//! Render endpoint clients.
//!
//! The endpoint is a plain GET carrying the serialized form as query
//! parameters and answering with the re-rendered formset fragment.

use std::time::Duration;

use reqwest::Url;
use reqwest::blocking::Client;
use reqwest::header::ACCEPT;
use tracing::debug;

use crate::config::SyncConfig;
use crate::controller::ReloadRequest;
use crate::error::{Result, SyncError};

/// Fetches the fragment for a reload request.
pub trait RenderClient {
    /// Return the HTML fragment rendered for `request`.
    ///
    /// # Errors
    ///
    /// Any error is reported as a failed reload; the tree stays unchanged.
    fn fetch(&self, request: &ReloadRequest) -> Result<String>;
}

/// Blocking HTTP client for a live render endpoint.
#[derive(Debug, Clone)]
pub struct HttpRenderClient {
    /// HTTP client.
    client: Client,
    /// Base the formset's `data-url` is resolved against.
    base_url: Url,
}

impl HttpRenderClient {
    /// Create a client resolving endpoints against `base_url`.
    ///
    /// # Errors
    ///
    /// Returns [`SyncError::InvalidUrl`] if `base_url` is not absolute and
    /// [`SyncError::Network`] if the HTTP client cannot be built.
    pub fn new(base_url: &str, timeout: Duration) -> Result<Self> {
        let base_url =
            Url::parse(base_url).map_err(|e| SyncError::InvalidUrl(format!("{base_url}: {e}")))?;
        let client = Client::builder().timeout(timeout).build()?;
        Ok(Self { client, base_url })
    }

    /// Create a client using the configured request timeout.
    ///
    /// # Errors
    ///
    /// See [`HttpRenderClient::new`].
    pub fn from_config(base_url: &str, config: &SyncConfig) -> Result<Self> {
        Self::new(base_url, Duration::from_secs(config.request_timeout_secs))
    }

    /// Full URL requested for `request`.
    ///
    /// # Errors
    ///
    /// Returns [`SyncError::MissingEndpoint`] if the formset declares no
    /// endpoint and [`SyncError::InvalidUrl`] if it does not resolve.
    pub fn request_url(&self, request: &ReloadRequest) -> Result<Url> {
        let endpoint = request
            .endpoint
            .as_deref()
            .ok_or(SyncError::MissingEndpoint)?;
        let mut url = self
            .base_url
            .join(endpoint)
            .map_err(|e| SyncError::InvalidUrl(format!("{endpoint}: {e}")))?;
        if !request.snapshot.is_empty() {
            url.query_pairs_mut().extend_pairs(request.snapshot.pairs());
        }
        Ok(url)
    }
}

impl RenderClient for HttpRenderClient {
    fn fetch(&self, request: &ReloadRequest) -> Result<String> {
        let url = self.request_url(request)?;
        debug!(sequence = request.sequence, %url, "requesting formset render");
        let response = self
            .client
            .get(url)
            .header(ACCEPT, "text/html")
            .send()?
            .error_for_status()?;
        Ok(response.text()?)
    }
}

*****

- **ASSIGNMENT**: Your output must be the exact lines from the one containing "url.query_pairs_mut().extend_pairs(request.snapshot.pairs());" through the end of the data above, both included, and nothing more.

- **COMPLETED TASK**:
            url.query_pairs_mut().extend_pairs(request.snapshot.pairs());
        }
        Ok(url)
    }
}

impl RenderClient for HttpRenderClient {
    fn fetch(&self, request: &ReloadRequest) -> Result<String> {
        let url = self.request_url(request)?;
        debug!(sequence = request.sequence, %url, "requesting formset render");
        let response = self
            .client
            .get(url)
            .header(ACCEPT, "text/html")
            .send()?
            .error_for_status()?;
        Ok(response.text()?)
    }
}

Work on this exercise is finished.